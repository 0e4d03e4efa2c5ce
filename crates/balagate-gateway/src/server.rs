//! Gateway server.

use std::net::SocketAddr;
use std::sync::Arc;
use std::time::Instant;

use axum::{
    Json, Router,
    extract::{Request, State},
    http::{HeaderMap, StatusCode, header::COOKIE},
    response::{IntoResponse, Response},
    routing::{delete, get},
};
use balagate_core::Config;
use chrono::Utc;
use serde::Serialize;
use serde_json::json;

use crate::GatewayError;
use crate::auth::{
    BackendError, Gate, GateConfig, HttpBackend, IdentityProvider, OwnershipProvider,
    gate_middleware,
};
use crate::auth::{append_cookie, removal_cookie};
use crate::middleware::harden;
use crate::proxy::UpstreamProxy;
use crate::routes::RouteTable;

/// Gateway server state shared across handlers.
#[derive(Debug)]
pub struct GatewayState {
    /// The request gate.
    pub gate: Arc<Gate>,
    /// Backend client, used for logout.
    pub backend: HttpBackend,
    /// Upstream proxy.
    pub proxy: UpstreamProxy,
    /// Loaded configuration.
    pub config: Config,
    /// Process start, for the health report.
    pub started_at: Instant,
}

/// Gateway server.
#[derive(Debug)]
pub struct Gateway {
    config: Config,
    state: Arc<GatewayState>,
}

/// Builder for constructing a Gateway with its dependencies.
pub struct GatewayBuilder {
    config: Config,
    identity: Option<Arc<dyn IdentityProvider>>,
    ownership: Option<Arc<dyn OwnershipProvider>>,
    routes: RouteTable,
}

impl GatewayBuilder {
    /// Create a new builder with default config.
    #[must_use]
    pub fn new() -> Self {
        Self {
            config: Config::default(),
            identity: None,
            ownership: None,
            routes: RouteTable::default(),
        }
    }

    /// Set gateway configuration.
    #[must_use]
    pub fn with_config(mut self, config: Config) -> Self {
        self.config = config;
        self
    }

    /// Use a custom identity provider instead of the backend.
    #[must_use]
    pub fn with_identity(mut self, identity: Arc<dyn IdentityProvider>) -> Self {
        self.identity = Some(identity);
        self
    }

    /// Use a custom ownership provider instead of the backend.
    #[must_use]
    pub fn with_ownership(mut self, ownership: Arc<dyn OwnershipProvider>) -> Self {
        self.ownership = Some(ownership);
        self
    }

    /// Use a custom route table.
    #[must_use]
    pub const fn with_routes(mut self, routes: RouteTable) -> Self {
        self.routes = routes;
        self
    }

    /// Build the gateway.
    ///
    /// # Errors
    ///
    /// Returns error if the config is invalid or an HTTP client cannot be built.
    pub fn build(self) -> Result<Gateway, GatewayError> {
        self.config
            .validate()
            .map_err(|e| GatewayError::Config(e.to_string()))?;

        let backend = HttpBackend::new(&self.config.backend)
            .map_err(|e| GatewayError::Config(format!("Backend client init failed: {e}")))?;

        let identity = self
            .identity
            .unwrap_or_else(|| Arc::new(backend.clone()) as Arc<dyn IdentityProvider>);
        let ownership = self
            .ownership
            .unwrap_or_else(|| Arc::new(backend.clone()) as Arc<dyn OwnershipProvider>);

        let gate = Gate::new(GateConfig::from_config(&self.config), identity, ownership)
            .with_routes(self.routes);
        let proxy = UpstreamProxy::new(&self.config.gateway)?;

        let state = GatewayState {
            gate: Arc::new(gate),
            backend,
            proxy,
            config: self.config.clone(),
            started_at: Instant::now(),
        };

        Ok(Gateway {
            config: self.config,
            state: Arc::new(state),
        })
    }
}

impl Default for GatewayBuilder {
    fn default() -> Self {
        Self::new()
    }
}

impl std::fmt::Debug for GatewayBuilder {
    fn fmt(&self, f: &mut std::fmt::Formatter<'_>) -> std::fmt::Result {
        f.debug_struct("GatewayBuilder")
            .field("config", &self.config)
            .field("custom_identity", &self.identity.is_some())
            .field("custom_ownership", &self.ownership.is_some())
            .finish_non_exhaustive()
    }
}

impl Gateway {
    /// Create a gateway talking to the configured backend.
    ///
    /// # Errors
    ///
    /// Returns error if the config is invalid.
    pub fn new(config: Config) -> Result<Self, GatewayError> {
        GatewayBuilder::new().with_config(config).build()
    }

    /// Shared state.
    #[must_use]
    pub const fn state(&self) -> &Arc<GatewayState> {
        &self.state
    }

    /// Build the HTTP router.
    #[must_use]
    pub fn router(&self) -> Router {
        router(self.state.clone())
    }

    /// Run the gateway server until Ctrl+C or SIGTERM.
    ///
    /// # Errors
    ///
    /// Returns error if the listener cannot be bound or the server fails.
    pub async fn run(&self) -> Result<(), GatewayError> {
        let gateway = &self.config.gateway;
        let addr: SocketAddr = format!("{}:{}", gateway.bind_address(), gateway.port)
            .parse()
            .map_err(|e| GatewayError::Config(format!("Invalid address: {e}")))?;

        let listener = tokio::net::TcpListener::bind(addr).await?;
        tracing::info!("Gateway listening on http://{}", addr);
        tracing::info!(
            upstream = %gateway.upstream_url,
            backend = %self.config.backend.base_url,
            "Forwarding gated traffic"
        );

        axum::serve(
            listener,
            self.router()
                .into_make_service_with_connect_info::<SocketAddr>(),
        )
        .with_graceful_shutdown(shutdown_signal())
        .await
        .map_err(|e| GatewayError::Server(e.to_string()))?;

        tracing::info!("Gateway stopped");
        Ok(())
    }
}

/// Assemble routes, gate, proxy and response layers.
///
/// Health and `DELETE` logout are served by the gateway itself. Everything
/// else, including other methods on the logout path, passes the gate and is
/// then forwarded upstream.
pub fn router(state: Arc<GatewayState>) -> Router {
    let gated: Router = Router::new()
        .fallback(proxy_handler)
        .layer(axum::middleware::from_fn_with_state(
            state.gate.clone(),
            gate_middleware,
        ))
        .with_state(state.clone());

    let app: Router = Router::new()
        .route("/healthz", get(health_handler))
        .route(
            "/api/auth/logout",
            delete(logout_handler).fallback_service(gated.clone()),
        )
        .with_state(state)
        .fallback_service(gated);

    harden(app)
}

#[derive(Debug, Serialize)]
#[serde(rename_all = "camelCase")]
struct HealthResponse {
    status: &'static str,
    version: &'static str,
    uptime_secs: u64,
    timestamp: String,
}

async fn health_handler(State(state): State<Arc<GatewayState>>) -> Json<HealthResponse> {
    Json(HealthResponse {
        status: "healthy",
        version: env!("CARGO_PKG_VERSION"),
        uptime_secs: state.started_at.elapsed().as_secs(),
        timestamp: Utc::now().to_rfc3339(),
    })
}

async fn logout_handler(State(state): State<Arc<GatewayState>>, headers: HeaderMap) -> Response {
    let cookies = headers
        .get(COOKIE)
        .and_then(|v| v.to_str().ok())
        .unwrap_or_default();
    let backend_url = &state.config.backend.base_url;

    match state.backend.logout(cookies).await {
        Ok(()) => {
            tracing::info!("Signed out");
            let mut response = Json(json!({ "message": "Signed out" })).into_response();
            append_cookie(
                response.headers_mut(),
                &removal_cookie(state.gate.config()),
            );
            response
        }
        Err(BackendError::Api { status, message }) => {
            let status = StatusCode::from_u16(status).unwrap_or(StatusCode::BAD_GATEWAY);
            tracing::warn!(status = status.as_u16(), "Backend refused logout");
            (
                status,
                Json(json!({
                    "error": "Sign-out failed",
                    "status": status.as_u16(),
                    "details": message,
                })),
            )
                .into_response()
        }
        Err(BackendError::Timeout(_)) => {
            tracing::warn!(%backend_url, "Logout timed out");
            (
                StatusCode::GATEWAY_TIMEOUT,
                Json(json!({ "error": format!("Timed out connecting to {backend_url}") })),
            )
                .into_response()
        }
        Err(BackendError::Network(e)) if e.is_connect() => {
            tracing::warn!(%backend_url, error = %e, "Logout backend unreachable");
            (
                StatusCode::SERVICE_UNAVAILABLE,
                Json(json!({ "error": format!("Could not connect to {backend_url}") })),
            )
                .into_response()
        }
        Err(e) => {
            tracing::error!(error = %e, "Logout failed");
            (
                StatusCode::INTERNAL_SERVER_ERROR,
                Json(json!({ "error": e.to_string() })),
            )
                .into_response()
        }
    }
}

async fn proxy_handler(State(state): State<Arc<GatewayState>>, request: Request) -> Response {
    match state.proxy.forward(request).await {
        Ok(response) => response,
        Err(e) => e.into_response(),
    }
}

/// Wait for Ctrl+C or SIGTERM.
async fn shutdown_signal() {
    let ctrl_c = async {
        if let Err(e) = tokio::signal::ctrl_c().await {
            tracing::error!("Failed to install Ctrl+C handler: {}", e);
            std::future::pending::<()>().await;
        }
    };

    #[cfg(unix)]
    let terminate = async {
        match tokio::signal::unix::signal(tokio::signal::unix::SignalKind::terminate()) {
            Ok(mut signal) => {
                signal.recv().await;
            }
            Err(e) => {
                tracing::error!("Failed to install SIGTERM handler: {}", e);
                std::future::pending::<()>().await;
            }
        }
    };

    #[cfg(not(unix))]
    let terminate = std::future::pending::<()>();

    tokio::select! {
        () = ctrl_c => {},
        () = terminate => {},
    }

    tracing::info!("Shutdown signal received");
}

### Task objective
The required answer is the run of lines above, starting at the line with "use std::net::SocketAddr;" and ending at the line with "Set gateway configuration.", reproduced exactly with both ends.

### Task answer
use std::net::SocketAddr;
use std::sync::Arc;
use std::time::Instant;

use axum::{
    Json, Router,
    extract::{Request, State},
    http::{HeaderMap, StatusCode, header::COOKIE},
    response::{IntoResponse, Response},
    routing::{delete, get},
};
use balagate_core::Config;
use chrono::Utc;
use serde::Serialize;
use serde_json::json;

use crate::GatewayError;
use crate::auth::{
    BackendError, Gate, GateConfig, HttpBackend, IdentityProvider, OwnershipProvider,
    gate_middleware,
};
use crate::auth::{append_cookie, removal_cookie};
use crate::middleware::harden;
use crate::proxy::UpstreamProxy;
use crate::routes::RouteTable;

/// Gateway server state shared across handlers.
#[derive(Debug)]
pub struct GatewayState {
    /// The request gate.
    pub gate: Arc<Gate>,
    /// Backend client, used for logout.
    pub backend: HttpBackend,
    /// Upstream proxy.
    pub proxy: UpstreamProxy,
    /// Loaded configuration.
    pub config: Config,
    /// Process start, for the health report.
    pub started_at: Instant,
}

/// Gateway server.
#[derive(Debug)]
pub struct Gateway {
    config: Config,
    state: Arc<GatewayState>,
}

/// Builder for constructing a Gateway with its dependencies.
pub struct GatewayBuilder {
    config: Config,
    identity: Option<Arc<dyn IdentityProvider>>,
    ownership: Option<Arc<dyn OwnershipProvider>>,
    routes: RouteTable,
}

impl GatewayBuilder {
    /// Create a new builder with default config.
    #[must_use]
    pub fn new() -> Self {
        Self {
            config: Config::default(),
            identity: None,
            ownership: None,
            routes: RouteTable::default(),
        }
    }

    /// Set gateway configuration.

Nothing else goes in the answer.